Start of Input

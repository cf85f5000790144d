//! Error types for the Andon client.
//!
//! # Design
//! The server reports failures in two shapes: its own `errorType` /
//! `errorMessage` envelope, and the web framework's generic `status` /
//! `message` body. Both are folded into one flat enum so callers can match
//! exhaustively on the kind of failure. `App` is the catch-all for error types
//! the client does not recognize and for bodies that carry neither shape.
//!
//! Transport failures are kept out of the taxonomy: they surface as
//! `Transport` wrapping whatever error the transport produced.

/// Error produced by a `Transport` when the round-trip itself fails.
pub type TransportError = Box<dyn std::error::Error + Send + Sync>;

/// Errors returned by `AndonClient`.
#[derive(Debug, thiserror::Error)]
pub enum AndonError {
    /// A required argument was missing or empty. Raised before any I/O.
    #[error("invalid argument: {0}")]
    InvalidArgument(String),

    /// The server rejected the request as malformed.
    #[error("bad request: {0}")]
    BadRequest(String),

    /// One or more request fields failed validation on the server.
    #[error("invalid request: {0}")]
    InvalidRequest(String),

    /// The referenced line or station does not exist.
    #[error("resource not found: {0}")]
    ResourceNotFound(String),

    /// Authentication or authorization failed.
    #[error("unauthorized: {0}")]
    Unauthorized(String),

    /// The server failed while handling the request.
    #[error("internal error: {0}")]
    InternalError(String),

    /// Any other failed request: unknown error types, or a body that could not
    /// be classified (the message then reads `Status {code}: {body}`).
    #[error("andon request failed: {0}")]
    App(String),

    /// The request payload could not be serialized to JSON.
    #[error("serialization failed: {0}")]
    Serialization(String),

    /// The transport failed before a response was received.
    #[error("transport failure: {0}")]
    Transport(#[source] TransportError),
}

impl AndonError {
    /// The message carried by a classified or argument error.
    ///
    /// Returns `None` for `Serialization` and `Transport`.
    pub fn message(&self) -> Option<&str> {
        match self {
            AndonError::InvalidArgument(msg)
            | AndonError::BadRequest(msg)
            | AndonError::InvalidRequest(msg)
            | AndonError::ResourceNotFound(msg)
            | AndonError::Unauthorized(msg)
            | AndonError::InternalError(msg)
            | AndonError::App(msg) => Some(msg),
            AndonError::Serialization(_) | AndonError::Transport(_) => None,
        }
    }

    /// True when the error was classified from a non-2xx server response.
    pub fn is_server_error(&self) -> bool {
        matches!(
            self,
            AndonError::BadRequest(_)
                | AndonError::InvalidRequest(_)
                | AndonError::ResourceNotFound(_)
                | AndonError::Unauthorized(_)
                | AndonError::InternalError(_)
                | AndonError::App(_)
        )
    }

    /// Short name of the variant, used in log events.
    pub fn kind(&self) -> &'static str {
        match self {
            AndonError::InvalidArgument(_) => "invalid_argument",
            AndonError::BadRequest(_) => "bad_request",
            AndonError::InvalidRequest(_) => "invalid_request",
            AndonError::ResourceNotFound(_) => "resource_not_found",
            AndonError::Unauthorized(_) => "unauthorized",
            AndonError::InternalError(_) => "internal_error",
            AndonError::App(_) => "app",
            AndonError::Serialization(_) => "serialization",
            AndonError::Transport(_) => "transport",
        }
    }
}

End of Input

- _Task objective_: Return all lines from the data that include the string "before".

- _Response_:
    /// A required argument was missing or empty. Raised before any I/O.
    /// The transport failed before a response was received.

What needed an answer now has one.